- [The input]
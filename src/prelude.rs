//! Prelude module for convenient imports
//!
//! This module re-exports commonly used types and traits for easy access.

// Protocol
pub use crate::demand::Demand;
// Errors
pub use crate::error::{ApiError, ConfigError, DecodeError, FetchError, TransportError};
// Operators
pub use crate::ops::{
  decode::{Decoder, JsonDecoder},
  handle_events::EventHooks,
  into_stream::PublisherStream,
  merge::merge_many,
  multicast::{Autoconnect, Multicast},
  share::Share,
};
// Publishers and sources
pub use crate::publisher::{
  data_task, empty, fail, from_iter, just, timer, BoxedPublisher, DataTask, FuturePublisher,
  MockTransport, Promise, Publisher, PublisherExt, Request, Responder, Response, ResponseMeta,
  Sequence, Transport,
};
// Schedulers
#[cfg(feature = "futures-scheduler")]
pub use crate::scheduler::ThreadPoolScheduler;
#[cfg(feature = "tokio-scheduler")]
pub use crate::scheduler::TokioScheduler;
pub use crate::scheduler::{ImmediateScheduler, Scheduler, TaskHandle, TestScheduler};
// Subjects
pub use crate::subject::{CurrentValueSubject, PassthroughSubject, Subject};
// Subscribers and subscriptions
pub use crate::subscriber::{BoxedSubscriber, Completion, Subscriber};
pub use crate::subscription::{
  BoxedSubscription, CancelBag, Cancellable, EmptySubscription, Subscription, SubscriptionGuard,
};
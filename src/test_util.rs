use std::sync::Arc;

use parking_lot::Mutex;

use crate::{
  demand::Demand,
  subscriber::{Completion, Subscriber},
  subscription::BoxedSubscription,
};

struct Record<Item, Err> {
  values: Vec<Item>,
  completion: Option<Completion<Err>>,
  subscription: Option<BoxedSubscription>,
  subscriptions: usize,
  completions: usize,
}

/// Subscriber that records every event and lets the test drive demand.
pub(crate) struct Recorder<Item, Err> {
  record: Arc<Mutex<Record<Item, Err>>>,
  initial: Demand,
  per_value: Demand,
  cancel_after: Option<usize>,
}

impl<Item, Err> Clone for Recorder<Item, Err> {
  fn clone(&self) -> Self {
    Recorder {
      record: self.record.clone(),
      initial: self.initial,
      per_value: self.per_value,
      cancel_after: self.cancel_after,
    }
  }
}

impl<Item, Err> Recorder<Item, Err> {
  /// Requests `initial` as soon as the subscription arrives.
  pub(crate) fn new(initial: Demand) -> Self {
    Recorder {
      record: Arc::new(Mutex::new(Record {
        values: vec![],
        completion: None,
        subscription: None,
        subscriptions: 0,
        completions: 0,
      })),
      initial,
      per_value: Demand::NONE,
      cancel_after: None,
    }
  }

  /// Answers every value with `demand`.
  pub(crate) fn then_request(mut self, demand: Demand) -> Self {
    self.per_value = demand;
    self
  }

  /// Cancels from inside `receive` once `count` values arrived.
  pub(crate) fn cancel_after(mut self, count: usize) -> Self {
    self.cancel_after = Some(count);
    self
  }

  pub(crate) fn request(&self, demand: Demand) {
    let subscription = self.record.lock().subscription.clone();
    if let Some(s) = subscription {
      s.request(demand);
    }
  }

  pub(crate) fn cancel(&self) {
    let subscription = self.record.lock().subscription.clone();
    if let Some(s) = subscription {
      s.cancel();
    }
  }

  pub(crate) fn value_count(&self) -> usize { self.record.lock().values.len() }

  pub(crate) fn subscriptions(&self) -> usize { self.record.lock().subscriptions }

  pub(crate) fn completions(&self) -> usize { self.record.lock().completions }
}

impl<Item: Clone, Err> Recorder<Item, Err> {
  pub(crate) fn values(&self) -> Vec<Item> { self.record.lock().values.clone() }
}

impl<Item, Err: Clone> Recorder<Item, Err> {
  pub(crate) fn completion(&self) -> Option<Completion<Err>> {
    self.record.lock().completion.clone()
  }
}

impl<Item, Err> Subscriber<Item, Err> for Recorder<Item, Err>
where
  Item: Send,
  Err: Send,
{
  fn receive_subscription(&mut self, subscription: BoxedSubscription) {
    {
      let mut record = self.record.lock();
      record.subscription = Some(subscription.clone());
      record.subscriptions += 1;
    }
    if !self.initial.is_none() {
      subscription.request(self.initial);
    }
  }

  fn receive(&mut self, value: Item) -> Demand {
    let cancel = {
      let mut record = self.record.lock();
      record.values.push(value);
      match self.cancel_after {
        Some(n) if record.values.len() >= n => record.subscription.clone(),
        _ => None,
      }
    };
    if let Some(s) = cancel {
      s.cancel();
      return Demand::NONE;
    }
    self.per_value
  }

  fn receive_completion(&mut self, completion: Completion<Err>) {
    let mut record = self.record.lock();
    record.completion = Some(completion);
    record.completions += 1;
    record.subscription = None;
  }
}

- [Task to carry out]
Repeat exactly the lines of the material above, taking the first line, the line with "impl<Item, Err> Clone", and every line between them.

- [Solution for this task]
filename src/prelude.rs
//! Prelude module for convenient imports
//!
//! This module re-exports commonly used types and traits for easy access.

// Protocol
pub use crate::demand::Demand;
// Errors
pub use crate::error::{ApiError, ConfigError, DecodeError, FetchError, TransportError};
// Operators
pub use crate::ops::{
  decode::{Decoder, JsonDecoder},
  handle_events::EventHooks,
  into_stream::PublisherStream,
  merge::merge_many,
  multicast::{Autoconnect, Multicast},
  share::Share,
};
// Publishers and sources
pub use crate::publisher::{
  data_task, empty, fail, from_iter, just, timer, BoxedPublisher, DataTask, FuturePublisher,
  MockTransport, Promise, Publisher, PublisherExt, Request, Responder, Response, ResponseMeta,
  Sequence, Transport,
};
// Schedulers
#[cfg(feature = "futures-scheduler")]
pub use crate::scheduler::ThreadPoolScheduler;
#[cfg(feature = "tokio-scheduler")]
pub use crate::scheduler::TokioScheduler;
pub use crate::scheduler::{ImmediateScheduler, Scheduler, TaskHandle, TestScheduler};
// Subjects
pub use crate::subject::{CurrentValueSubject, PassthroughSubject, Subject};
// Subscribers and subscriptions
pub use crate::subscriber::{BoxedSubscriber, Completion, Subscriber};
pub use crate::subscription::{
  BoxedSubscription, CancelBag, Cancellable, EmptySubscription, Subscription, SubscriptionGuard,
};
filename src/test_util.rs
use std::sync::Arc;

use parking_lot::Mutex;

use crate::{
  demand::Demand,
  subscriber::{Completion, Subscriber},
  subscription::BoxedSubscription,
};

struct Record<Item, Err> {
  values: Vec<Item>,
  completion: Option<Completion<Err>>,
  subscription: Option<BoxedSubscription>,
  subscriptions: usize,
  completions: usize,
}

/// Subscriber that records every event and lets the test drive demand.
pub(crate) struct Recorder<Item, Err> {
  record: Arc<Mutex<Record<Item, Err>>>,
  initial: Demand,
  per_value: Demand,
  cancel_after: Option<usize>,
}

impl<Item, Err> Clone for Recorder<Item, Err> {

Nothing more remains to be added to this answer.